Это и есть «взгляд глазами культуры». В том числе - и внутрь себя: так понятное воображение является не только «психологической основой творчества», по Л.С. Выготскому, но и того, что он называл произвольностью.

Воображение - своего рода «третий глаз», «всевидящее око» культуры, при помощи которого человек интегрирует в своей повседневной перцепции миллионы, миллиарды «человеческих взглядов на вещи» в собственный уникальный образ мира, находя в нем место и самому себе.

Альбер Камю афористически сформулировал: «Воля - то же одиночество». Абсолютно верно. Одиночество в том смысле, что твоя индивидуальная воля - продукт подавления чужих воль в тебе. Именно как изолированных воль, которыми ты сам и «волил» за неимением собственной. Они тебя разрывали, а она - собирает. Собирает в «Я» (второе лицо всегда есть, а первое только предстоит обрести). В том числе, из «кусочков» этих воль, на которые ты был растаскан. Собирает свободно, а они остаются и материалом, и инструментом в хозяйских руках. И синтез (не всякий, а трансцендентальный, сказал бы Кант) результируется в этом новом уникальном, уже ни на что не растаскиваемом качестве - «Я». Собранным индивидуальной волей «с фантазией» (не без помощи продуктивного воображения, полноценного соавтора «Я»). Одиночество - это собранность. И тут из-за Камю уже выглядывают Выготский, Ильенков и Михайлов... Ницше (конечно, с витающим Шопенгауэром, куда без него, здесь, во всяком случае) - из-за другого плеча. Но за ним - перерастание «дурного» индивидуализма в абсолютное безличие (его неизбежность осмыслена Э.В. Ильенковым как закономерность еще в 60-е - в цикле статей об «эстетике» и в книге «Об идолах и идеалах»), а за этим - растущая исторически и «биографически» Личность. В кругу таких же Личностей, совсем других индивидуальностей - всеобщих, по Гегелю, и свободных, по Марксу. Они «видят все» (и себя во всем) вне привязки к индивидуальной точке зрения, но в любой момент способны ее занять.

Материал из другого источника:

// image-downloader-core - download-and-persist engine for mobile hosts
// Copyright (C) 2025 Henning Berge
//
// This program is free software: you can redistribute it and/or modify
// it under the terms of the GNU General Public License as published by
// the Free Software Foundation, either version 3 of the License, or
// (at your option) any later version.
//
// This program is distributed in the hope that it will be useful,
// but WITHOUT ANY WARRANTY; without even the implied warranty of
// MERCHANTABILITY or FITNESS FOR A PARTICULAR PURPOSE. See the
// GNU General Public License for more details.
//
// You should have received a copy of the GNU General Public License
// along with this program. If not, see <https://www.gnu.org/licenses/>.


//! Open a downloaded file in an external viewer

use crate::error::{DownloaderError, Result};
use crate::file::mime::mime_for_path;
use std::io;
use std::path::Path;
use std::process::{Command, ExitStatus};
use std::thread::{self, JoinHandle};
use url::Url;

/// Message reported when no viewer handles the file
pub const PREVIEW_UNSUPPORTED: &str = "This file is not supported for previewing";

/// Host facility that can show a file
pub trait ExternalViewer: Send + Sync {
    /// Reference other apps may read (a file provider uri on Android)
    fn shareable_uri(&self, path: &Path) -> Result<String>;

    /// Whether any viewer accepts the reference
    fn has_handler(&self, uri: &str, mime_type: Option<&str>) -> bool;

    fn launch(&self, uri: &str, mime_type: Option<&str>) -> Result<()>;
}

/// Open `path` with whatever viewer the host offers
pub fn open_externally(viewer: &dyn ExternalViewer, path: Option<&str>) -> Result<()> {
    let path = Path::new(path.ok_or_else(|| DownloaderError::required("path"))?);

    let uri = viewer.shareable_uri(path)?;
    let mime_type = mime_for_path(path);

    if !viewer.has_handler(&uri, mime_type) {
        log::info!("No viewer for {} ({:?})", uri, mime_type);
        return Err(DownloaderError::PreviewError(PREVIEW_UNSUPPORTED.to_string()));
    }

    log::debug!("Opening {} as {:?}", uri, mime_type);
    viewer.launch(&uri, mime_type)
}

/// Desktop viewer using the platform opener
#[derive(Debug, Clone, Default)]
pub struct SystemViewer;

impl SystemViewer {
    fn opener() -> &'static str {
        if cfg!(target_os = "macos") {
            "open"
        } else {
            "xdg-open"
        }
    }
}

impl ExternalViewer for SystemViewer {
    fn shareable_uri(&self, path: &Path) -> Result<String> {
        Url::from_file_path(path)
            .map(|url| url.to_string())
            .map_err(|_| {
                DownloaderError::invalid_input(format!(
                    "path must be absolute: {}",
                    path.display()
                ))
            })
    }

    fn has_handler(&self, _uri: &str, mime_type: Option<&str>) -> bool {
        // The desktop opener picks by content; files of unknown type are left alone
        mime_type.is_some()
    }

    fn launch(&self, uri: &str, _mime_type: Option<&str>) -> Result<()> {
        let mut command = Command::new(Self::opener());
        command.arg(uri);
        spawn_detached(command).map_err(|e| {
            DownloaderError::PreviewError(format!("Failed to start {}: {}", Self::opener(), e))
        })?;
        Ok(())
    }
}

/// Start `command` and reap it on a background thread once it exits
fn spawn_detached(mut command: Command) -> io::Result<JoinHandle<io::Result<ExitStatus>>> {
    let mut child = command.spawn()?;
    Ok(thread::spawn(move || {
        let status = child.wait();
        if let Err(ref e) = status {
            log::warn!("Viewer process {} was not reaped: {}", child.id(), e);
        }
        status
    }))
}
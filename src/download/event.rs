// image-downloader-core - download-and-persist engine for mobile hosts
// Copyright (C) 2025 Henning Berge
//
// This program is free software: you can redistribute it and/or modify
// it under the terms of the GNU General Public License as published by
// the Free Software Foundation, either version 3 of the License, or
// (at your option) any later version.
//
// This program is distributed in the hope that it will be useful,
// but WITHOUT ANY WARRANTY; without even the implied warranty of
// MERCHANTABILITY or FITNESS FOR A PARTICULAR PURPOSE. See the
// GNU General Public License for more details.
//
// You should have received a copy of the GNU General Public License
// along with this program. If not, see <https://www.gnu.org/licenses/>.


//! Download events delivered to the caller
//!
//! Raw engine statuses are mapped into the small [`DownloadEvent`] enum by
//! [`EventMapper`], which also keeps `Running` progress non-decreasing and
//! drops consecutive duplicates.

use crate::download::engine::{failure_reason, pause_reason, RawState, RawStatus, TransferId};
use serde::{Deserialize, Serialize};
use std::sync::Arc;
use tokio::sync::mpsc;
use tokio::task::JoinHandle;

/// Lifecycle event of one download
#[derive(Debug, Clone, PartialEq, Eq, Serialize, Deserialize)]
#[serde(tag = "type", rename_all = "snake_case")]
pub enum DownloadEvent {
    Pending,
    Running {
        /// None while the total size is unknown
        progress_percent: Option<u8>,
    },
    Paused {
        reason: String,
    },
    Failed {
        reason: String,
    },
    Successful,
}

impl DownloadEvent {
    pub fn is_terminal(&self) -> bool {
        matches!(self, DownloadEvent::Failed { .. } | DownloadEvent::Successful)
    }
}

/// Event tagged with the transfer it belongs to
#[derive(Debug, Clone, PartialEq, Eq, Serialize, Deserialize)]
pub struct TransferEvent {
    pub transfer_id: TransferId,
    #[serde(flatten)]
    pub event: DownloadEvent,
}

/// Caller-supplied event sink
pub type EventCallback<T> = Arc<dyn Fn(T) + Send + Sync>;

/// Sink that forwards into a channel, for callers that drain events on
/// their own execution context
pub fn channel_callback<T: Send + 'static>() -> (EventCallback<T>, mpsc::UnboundedReceiver<T>) {
    let (tx, rx) = mpsc::unbounded_channel();
    let callback: EventCallback<T> = Arc::new(move |event| {
        let _ = tx.send(event);
    });
    (callback, rx)
}

/// Sink whose events are handed to `deliver` one at a time, in send order,
/// on a dedicated blocking thread. The thread exits once every clone of the
/// sink is dropped. Must be called inside a tokio runtime.
pub fn delivery_callback<T, F>(deliver: F) -> (EventCallback<T>, JoinHandle<()>)
where
    T: Send + 'static,
    F: Fn(T) + Send + 'static,
{
    let (callback, mut rx) = channel_callback();
    let handle = tokio::task::spawn_blocking(move || {
        while let Some(event) = rx.blocking_recv() {
            deliver(event);
        }
    });
    (callback, handle)
}

/// Stateful raw-status to event translation for one transfer
#[derive(Debug, Default)]
pub struct EventMapper {
    highest_percent: Option<u8>,
    last: Option<DownloadEvent>,
}

impl EventMapper {
    pub fn new() -> Self {
        Self::default()
    }

    /// Map a status; None when the event would repeat the previous one
    pub fn map(&mut self, status: &RawStatus) -> Option<DownloadEvent> {
        let event = match status.state {
            RawState::Pending => DownloadEvent::Pending,
            RawState::Running => {
                let percent = match (status.progress_percent(), self.highest_percent) {
                    (Some(now), Some(seen)) => Some(now.max(seen)),
                    (now, seen) => now.or(seen),
                };
                if percent.is_some() {
                    self.highest_percent = percent;
                }
                DownloadEvent::Running {
                    progress_percent: percent,
                }
            }
            RawState::Paused => DownloadEvent::Paused {
                reason: pause_reason(status.reason),
            },
            RawState::Failed => DownloadEvent::Failed {
                reason: status
                    .message
                    .clone()
                    .unwrap_or_else(|| failure_reason(status.reason)),
            },
            RawState::Successful => DownloadEvent::Successful,
        };

        if self.last.as_ref() == Some(&event) {
            return None;
        }
        self.last = Some(event.clone());
        Some(event)
    }
}
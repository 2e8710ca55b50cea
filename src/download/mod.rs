// image-downloader-core - download-and-persist engine for mobile hosts
// Copyright (C) 2025 Henning Berge
//
// This program is free software: you can redistribute it and/or modify
// it under the terms of the GNU General Public License as published by
// the Free Software Foundation, either version 3 of the License, or
// (at your option) any later version.
//
// This program is distributed in the hope that it will be useful,
// but WITHOUT ANY WARRANTY; without even the implied warranty of
// MERCHANTABILITY or FITNESS FOR A PARTICULAR PURPOSE. See the
// GNU General Public License for more details.
//
// You should have received a copy of the GNU General Public License
// along with this program. If not, see <https://www.gnu.org/licenses/>.


//! Transfer orchestration
//!
//! The byte transfer is delegated to a [`TransferEngine`]; this module
//! observes it and turns its statuses into [`DownloadEvent`]s.
//!
//! # Layout
//! - `engine` - engine trait, raw statuses, platform reason codes
//! - `polling` - adapter for engines that can only be polled
//! - `http` - reqwest engine used on desktop hosts
//! - `event` - caller-facing events and the status mapper
//! - `destination` - temporary target naming
//! - `orchestrator` - single-slot observer with cancel

pub mod destination;
pub mod engine;
pub mod event;
pub mod http;
pub mod orchestrator;
pub mod polling;

// Re-export commonly used types
pub use destination::Destination;
pub use engine::{RawState, RawStatus, StatusReceiver, TransferEngine, TransferId, TransferTask};
pub use event::{
    channel_callback, delivery_callback, DownloadEvent, EventCallback, EventMapper, TransferEvent,
};
pub use http::HttpTransferEngine;
pub use orchestrator::{DownloadOrchestrator, TransferHandle, TransferOutcome};
pub use polling::{PolledEngine, PollingBackend};
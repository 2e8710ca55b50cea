// image-downloader-core - download-and-persist engine for mobile hosts
// Copyright (C) 2025 Henning Berge
//
// This program is free software: you can redistribute it and/or modify
// it under the terms of the GNU General Public License as published by
// the Free Software Foundation, either version 3 of the License, or
// (at your option) any later version.
//
// This program is distributed in the hope that it will be useful,
// but WITHOUT ANY WARRANTY; without even the implied warranty of
// MERCHANTABILITY or FITNESS FOR A PARTICULAR PURPOSE. See the
// GNU General Public License for more details.
//
// You should have received a copy of the GNU General Public License
// along with this program. If not, see <https://www.gnu.org/licenses/>.


//! Download a remote file, place it in shared or app-private storage, and
//! hand back a stable identifier the host can later resolve to the file's
//! path, name, size and MIME type.
//!
//! # Layout
//! - [`plugin`] - the [`ImageDownloader`] handle hosts bind to
//! - [`permission`] - storage-write permission gate
//! - [`download`] - transfer engines, orchestrator and events
//! - [`file`] - completion finalizer and MIME detection
//! - [`storage`] - shared and private identifier indexes
//! - [`query`] - field lookups by identifier
//! - [`viewer`] - opening files in an external viewer

pub mod config;
pub mod download;
pub mod error;
pub mod file;
pub mod permission;
pub mod platform;
pub mod plugin;
pub mod query;
pub mod request;
pub mod storage;
pub mod viewer;

// JNI bridge for Android
#[cfg(target_os = "android")]
mod jni_bridge;

pub use config::DownloaderConfig;
pub use error::{DownloaderError, Result};
pub use plugin::{HostContext, ImageDownloader, ProgressUpdate};
pub use request::{DownloadImageArgs, FindArgs, OpenArgs, TargetCategory, Visibility};
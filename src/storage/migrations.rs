// image-downloader-core - download-and-persist engine for mobile hosts
// Copyright (C) 2025 Henning Berge
//
// This program is free software: you can redistribute it and/or modify
// it under the terms of the GNU General Public License as published by
// the Free Software Foundation, either version 3 of the License, or
// (at your option) any later version.
//
// This program is distributed in the hope that it will be useful,
// but WITHOUT ANY WARRANTY; without even the implied warranty of
// MERCHANTABILITY or FITNESS FOR A PARTICULAR PURPOSE. See the
// GNU General Public License for more details.
//
// You should have received a copy of the GNU General Public License
// along with this program. If not, see <https://www.gnu.org/licenses/>.


//! Database migrations
//!
//! Schemas are applied as runtime SQL so nothing needs a database at build
//! time. Applied migrations are tracked in the `_migrations` table.
//!
//! # Schema sets
//! - [`PRIVATE_INDEX_MIGRATIONS`] - the private fallback index, one table
//!   named after the database, all media columns as TEXT except the size
//! - [`CATALOG_MIGRATIONS`] - the local media catalog with one table per
//!   collection

use crate::error::Result;
use sqlx::{Executor, SqlitePool};

/// One schema step
#[derive(Debug, Clone, Copy)]
pub struct Migration {
    pub id: i32,
    pub name: &'static str,
    pub sql: &'static str,
}

/// Private index schema (version 1)
pub const PRIVATE_INDEX_MIGRATIONS: &[Migration] = &[Migration {
    id: 1,
    name: "private_index",
    sql: r#"
CREATE TABLE IF NOT EXISTS image_downloader_temporary (
    _id TEXT,
    mime_type TEXT,
    _data TEXT,
    _display_name TEXT,
    relative_path TEXT,
    _size INTEGER
);
"#,
}];

/// Local media catalog schema
pub const CATALOG_MIGRATIONS: &[Migration] = &[Migration {
    id: 1,
    name: "media_collections",
    sql: r#"
CREATE TABLE IF NOT EXISTS media_images (
    _id INTEGER PRIMARY KEY AUTOINCREMENT,
    mime_type TEXT,
    _data TEXT NOT NULL UNIQUE,
    _display_name TEXT,
    relative_path TEXT,
    _size INTEGER NOT NULL DEFAULT 0,
    date_added TEXT NOT NULL DEFAULT CURRENT_TIMESTAMP
);

CREATE TABLE IF NOT EXISTS media_videos (
    _id INTEGER PRIMARY KEY AUTOINCREMENT,
    mime_type TEXT,
    _data TEXT NOT NULL UNIQUE,
    _display_name TEXT,
    relative_path TEXT,
    _size INTEGER NOT NULL DEFAULT 0,
    date_added TEXT NOT NULL DEFAULT CURRENT_TIMESTAMP
);
"#,
}];

/// Apply every migration of a set that hasn't been applied yet
pub async fn run_migrations(pool: &SqlitePool, migrations: &[Migration]) -> Result<()> {
    create_migrations_table(pool).await?;

    for migration in migrations {
        run_migration(pool, migration).await?;
    }

    Ok(())
}

/// Create migrations tracking table
async fn create_migrations_table(pool: &SqlitePool) -> Result<()> {
    pool.execute(
        r#"
        CREATE TABLE IF NOT EXISTS _migrations (
            id INTEGER PRIMARY KEY,
            name TEXT NOT NULL UNIQUE,
            applied_at TEXT NOT NULL DEFAULT CURRENT_TIMESTAMP
        )
        "#,
    )
    .await?;

    Ok(())
}

/// Run a single migration if it hasn't been applied yet
async fn run_migration(pool: &SqlitePool, migration: &Migration) -> Result<()> {
    let applied: Option<i32> = sqlx::query_scalar("SELECT id FROM _migrations WHERE id = ?")
        .bind(migration.id)
        .fetch_optional(pool)
        .await?;

    if applied.is_some() {
        return Ok(());
    }

    log::debug!("Applying migration {} ({})", migration.id, migration.name);
    pool.execute(migration.sql).await?;

    sqlx::query("INSERT INTO _migrations (id, name) VALUES (?, ?)")
        .bind(migration.id)
        .bind(migration.name)
        .execute(pool)
        .await?;

    Ok(())
}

Объединяющие людей вопросы Гамлета, которые они задают себе на языке своей эпохи, своей культуры, своей индивидуально-

сти... «Идеи, ставшие аффектом» (Л.С. Выготский) носятся в воздухе истории.

«Кого хоть раз в жизни не тревожили Гамлетовы вопросы?» -пишет в своем психологическом исследовании, в центре которого стоит «Гамлет», Л.С. Выготский10. Но ведь «свое» нужно осознать как Гамлетово. Порой заново открыть - увидев «дежавю» великое в повседневности действий, мыслей и переживаний. Не для того, чтобы «облагородить» их. Чтобы вытащить это «свое» из их потока - как несущее жизненный смысл, который обронил где-то или не придал чему-то, чтобы бытийный ряд вдруг перестроился в «событийный». Содействия в этом не сыщешь ни у родителей, ни у педагогов, ни у психотерапевтов, ни у духовников. Это - к Шекспиру. И - к самому себе.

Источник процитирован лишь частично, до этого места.